1. Never give me work in the morning. Always wait until 4pm and then bring it to me. The challenge of a deadline is refreshing.

2. If it's a real rush job, run in and interrupt me every 10 minutes to enquire how it's going. That helps. Even better, hover behind me, and advise me at every keystroke.

3. Always leave without telling anyone where you're going. It gives me a chance to be creative when someone asks where you are.

4. If my arms are full of papers, boxes, books or supplies, don't open the door for me. I need to learn how to function as a paraplegic and opening doors with no arms is good training in case I should ever be injured and lose all use of my limbs.

5. If you give me more than one job to do, don't tell me which is priority. I am psychic.

6. Do your best to keep me late. I adore this office and really have nowhere to go or anything to do. I have no life beyond work.

7. If a job I do pleases you, keep it a secret. If that gets out, it could mean a promotion.
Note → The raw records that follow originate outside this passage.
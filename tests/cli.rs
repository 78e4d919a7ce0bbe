use std::fs;
use std::path::{Path, PathBuf};
use std::process::Command;
use tempfile::TempDir;

fn ragnote_binary() -> PathBuf {
    let mut path = std::env::current_exe().unwrap();
    path.pop(); // remove test binary name
    path.pop(); // remove deps/
    path.push("ragnote");
    path
}

fn setup_test_env() -> (TempDir, PathBuf) {
    let tmp = TempDir::new().unwrap();
    let root = tmp.path().to_path_buf();

    let config_dir = root.join("config");
    fs::create_dir_all(&config_dir).unwrap();

    let files_dir = root.join("files");
    fs::create_dir_all(files_dir.join("nested")).unwrap();
    fs::write(
        files_dir.join("alpha.md"),
        "# Alpha Document\n\nThis is the alpha document about Rust programming.\n\nIt contains information about cargo and crates.",
    )
    .unwrap();
    fs::write(
        files_dir.join("beta.txt"),
        "Beta covers Python and machine learning.\n\nDeep learning frameworks like PyTorch are covered.",
    )
    .unwrap();
    fs::write(
        files_dir.join("nested").join("gamma.txt"),
        "Gamma has notes about deployment and infrastructure.\n\nKubernetes and Docker are mentioned here.",
    )
    .unwrap();
    fs::write(files_dir.join("image.png"), [0x89, 0x50, 0x4e, 0x47]).unwrap();

    let config_content = format!(
        r#"[db]
path = "{root}/data/ragnote.sqlite"

[chunking]
max_tokens = 700
overlap_tokens = 80

[server]
bind = "127.0.0.1:0"
uploads_dir = "{root}/data/uploads"
"#,
        root = root.display()
    );

    let config_path = config_dir.join("ragnote.toml");
    fs::write(&config_path, config_content).unwrap();

    (tmp, config_path)
}

fn run_ragnote(config_path: &Path, args: &[&str]) -> (String, String, bool) {
    let binary = ragnote_binary();
    let output = Command::new(&binary)
        .arg("--config")
        .arg(config_path.to_str().unwrap())
        .args(args)
        .output()
        .unwrap_or_else(|e| panic!("Failed to run ragnote binary at {:?}: {}", binary, e));

    let stdout = String::from_utf8_lossy(&output.stdout).to_string();
    let stderr = String::from_utf8_lossy(&output.stderr).to_string();
    (stdout, stderr, output.status.success())
}

fn files_dir(config_path: &Path) -> String {
    config_path
        .parent()
        .unwrap()
        .parent()
        .unwrap()
        .join("files")
        .display()
        .to_string()
}

fn init_and_ingest(config_path: &Path) {
    let (stdout, stderr, success) = run_ragnote(config_path, &["init"]);
    assert!(success, "init failed: stdout={}, stderr={}", stdout, stderr);
    let (stdout, stderr, success) =
        run_ragnote(config_path, &["ingest", &files_dir(config_path)]);
    assert!(success, "ingest failed: stdout={}, stderr={}", stdout, stderr);
}

#[test]
fn test_init_creates_database() {
    let (tmp, config_path) = setup_test_env();

    let (stdout, stderr, success) = run_ragnote(&config_path, &["init"]);
    assert!(success, "init failed: stdout={}, stderr={}", stdout, stderr);
    assert!(stdout.contains("initialized"));
    assert!(tmp.path().join("data/ragnote.sqlite").exists());
    assert!(tmp.path().join("data/uploads").is_dir());
}

#[test]
fn test_init_idempotent() {
    let (_tmp, config_path) = setup_test_env();

    let (_, _, success1) = run_ragnote(&config_path, &["init"]);
    assert!(success1, "First init failed");
    let (_, _, success2) = run_ragnote(&config_path, &["init"]);
    assert!(success2, "Second init failed (not idempotent)");
}

#[test]
fn test_missing_config_fails() {
    let tmp = TempDir::new().unwrap();
    let (_, stderr, success) = run_ragnote(&tmp.path().join("nope.toml"), &["init"]);
    assert!(!success);
    assert!(stderr.contains("Failed to read config file"), "{}", stderr);
}

#[test]
fn test_ingest_indexes_supported_files() {
    let (_tmp, config_path) = setup_test_env();
    run_ragnote(&config_path, &["init"]);

    let (stdout, stderr, success) =
        run_ragnote(&config_path, &["ingest", &files_dir(&config_path)]);
    assert!(success, "ingest failed: stdout={}, stderr={}", stdout, stderr);
    assert!(stdout.contains("files found: 3"), "{}", stdout);
    assert!(stdout.contains("indexed documents: 3"), "{}", stdout);
    assert!(stdout.contains("ok"));
}

#[test]
fn test_reingest_skips_unchanged() {
    let (_tmp, config_path) = setup_test_env();
    init_and_ingest(&config_path);

    let (stdout, _, success) = run_ragnote(&config_path, &["ingest", &files_dir(&config_path)]);
    assert!(success);
    assert!(stdout.contains("indexed documents: 0"), "{}", stdout);
    assert!(stdout.contains("unchanged: 3"), "{}", stdout);

    let (stdout, _, _) = run_ragnote(&config_path, &["stats"]);
    assert!(stdout.contains("Documents:   3"), "{}", stdout);
}

#[test]
fn test_ingest_include_filter() {
    let (_tmp, config_path) = setup_test_env();
    run_ragnote(&config_path, &["init"]);

    let (stdout, _, success) = run_ragnote(
        &config_path,
        &["ingest", &files_dir(&config_path), "--include", "**/*.md"],
    );
    assert!(success);
    assert!(stdout.contains("files found: 1"), "{}", stdout);
}

#[test]
fn test_keyword_search() {
    let (_tmp, config_path) = setup_test_env();
    init_and_ingest(&config_path);

    let (stdout, stderr, success) = run_ragnote(&config_path, &["search", "kubernetes"]);
    assert!(success, "search failed: stdout={}, stderr={}", stdout, stderr);
    assert!(stdout.contains("gamma.txt"), "{}", stdout);
    assert!(!stdout.contains("alpha.md"), "{}", stdout);
}

#[test]
fn test_search_no_results() {
    let (_tmp, config_path) = setup_test_env();
    init_and_ingest(&config_path);

    let (stdout, _, success) = run_ragnote(&config_path, &["search", "xylophone"]);
    assert!(success);
    assert!(stdout.contains("No results."));
}

#[test]
fn test_semantic_search_requires_embeddings() {
    let (_tmp, config_path) = setup_test_env();
    init_and_ingest(&config_path);

    let (_, stderr, success) =
        run_ragnote(&config_path, &["search", "rust", "--mode", "semantic"]);
    assert!(!success);
    assert!(stderr.contains("requires embeddings"), "{}", stderr);
}

#[test]
fn test_unknown_search_mode() {
    let (_tmp, config_path) = setup_test_env();
    init_and_ingest(&config_path);

    let (_, stderr, success) = run_ragnote(&config_path, &["search", "rust", "--mode", "fuzzy"]);
    assert!(!success);
    assert!(stderr.contains("Unknown search mode"), "{}", stderr);
}

#[test]
fn test_ask_without_model_returns_passages() {
    let (_tmp, config_path) = setup_test_env();
    init_and_ingest(&config_path);

    let (stdout, stderr, success) = run_ragnote(&config_path, &["ask", "What about PyTorch?"]);
    assert!(success, "ask failed: stdout={}, stderr={}", stdout, stderr);
    assert!(stdout.contains("Deep learning frameworks"), "{}", stdout);
    assert!(stdout.contains("Sources:"), "{}", stdout);
}

#[test]
fn test_ask_before_ingest_fails() {
    let (_tmp, config_path) = setup_test_env();
    run_ragnote(&config_path, &["init"]);

    let (_, stderr, success) = run_ragnote(&config_path, &["ask", "anything?"]);
    assert!(!success);
    assert!(stderr.contains("No documents uploaded yet."), "{}", stderr);
}

#[test]
fn test_documents_get_delete() {
    let (_tmp, config_path) = setup_test_env();
    init_and_ingest(&config_path);

    let (stdout, _, success) = run_ragnote(&config_path, &["documents"]);
    assert!(success);
    let line = stdout
        .lines()
        .find(|l| l.contains("alpha.md"))
        .unwrap_or_else(|| panic!("alpha.md not listed: {}", stdout));
    let id = line.split_whitespace().next().unwrap().to_string();

    let (stdout, _, success) = run_ragnote(&config_path, &["get", &id]);
    assert!(success);
    assert!(stdout.contains("content_type: text/markdown"), "{}", stdout);
    assert!(stdout.contains("cargo and crates"));

    let (stdout, _, success) = run_ragnote(&config_path, &["delete", &id]);
    assert!(success);
    assert!(stdout.contains("Deleted document"));

    let (_, stderr, success) = run_ragnote(&config_path, &["get", &id]);
    assert!(!success);
    assert!(stderr.contains("document not found"), "{}", stderr);
}

#[test]
fn test_embed_pending_requires_provider() {
    let (_tmp, config_path) = setup_test_env();
    run_ragnote(&config_path, &["init"]);

    let (_, stderr, success) = run_ragnote(&config_path, &["embed", "pending"]);
    assert!(!success);
    assert!(stderr.contains("Embedding provider is disabled"), "{}", stderr);
}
8. If you don't like my work, tell everyone. I like my name to be popular in conversations. I was born to be whipped.

9. If you have special instructions for a job, don't write them down. In fact, save them until the job is almost done. No use confusing me with useful information.

10. Never introduce me to the people you're with. I have no right to know anything. In the corporate food chain, I am plankton. When you refer to them later, my shrewd deductions will identify them.

11. Be nice to me only when the job I'm doing for you could really change your life and send you straight to manager's hell.

12. Tell me all your little problems. No one else has any and it's nice to know someone is less fortunate. I especially like the story about having to pay so many taxes on the bonus cheque you received for being such a good manager.

13. Wait until my yearly review and THEN tell me what my goals SHOULD have been. Give me a mediocre performance rating with a cost of living increase. I'm not here for the money anyway.

05-10-06, 19:31
Good ones :vlol: :vlol: :tmb:

05-10-06, 19:32

05-10-06, 19:59
I am going to print this out and take it to work where it will end up miraculously on the manager's desk. :cln:

Laras Backpack
05-10-06, 20:08
:tmb: :D

06-10-06, 00:21
:vlol: they're good!!

06-10-06, 00:59
You must work at my office! Unbelievably accurate summation of my place of employment 10/13. I'm putting this up on the wall next to:

I can only please one person per day
Today is NOT your day
And tomorrow doesn't look good either

(I point to this sign regularly)

06-10-06, 07:12
:vlol: LMAO, they are so true it's scary :D

06-10-06, 07:23
Yup, those are sadly true. I see it in my job every day. Like I said before somewhere else, there're only two kinds of work: with bad results and with acceptable results. You never get the job well done, no matter how hard you try to do so.